• WHAT THE EXERCISE ASKS:
If a line below contains the word "with", count it. Please give the total and nothing else.

• RECORDS FOR THE TASK:
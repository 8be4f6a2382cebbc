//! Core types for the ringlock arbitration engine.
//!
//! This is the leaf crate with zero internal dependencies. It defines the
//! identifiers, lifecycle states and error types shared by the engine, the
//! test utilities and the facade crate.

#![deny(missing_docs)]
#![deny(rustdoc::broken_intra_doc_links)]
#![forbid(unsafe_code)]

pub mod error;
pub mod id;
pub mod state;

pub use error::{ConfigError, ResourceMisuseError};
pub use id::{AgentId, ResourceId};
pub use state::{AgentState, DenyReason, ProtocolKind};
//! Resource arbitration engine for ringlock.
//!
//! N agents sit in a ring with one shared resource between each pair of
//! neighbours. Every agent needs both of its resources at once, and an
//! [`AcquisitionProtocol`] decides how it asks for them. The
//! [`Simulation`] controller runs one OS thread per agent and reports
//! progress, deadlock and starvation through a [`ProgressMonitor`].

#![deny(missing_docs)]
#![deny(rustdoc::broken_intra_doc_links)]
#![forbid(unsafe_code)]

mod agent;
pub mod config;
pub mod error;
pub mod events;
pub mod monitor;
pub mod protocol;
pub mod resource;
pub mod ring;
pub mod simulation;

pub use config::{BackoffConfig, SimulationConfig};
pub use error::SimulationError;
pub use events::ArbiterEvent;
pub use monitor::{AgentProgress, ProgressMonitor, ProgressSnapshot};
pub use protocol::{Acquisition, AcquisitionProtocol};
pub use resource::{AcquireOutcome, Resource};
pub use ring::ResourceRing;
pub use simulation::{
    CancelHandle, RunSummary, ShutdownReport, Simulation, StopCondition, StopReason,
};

• THE COMPLETED TASK:
2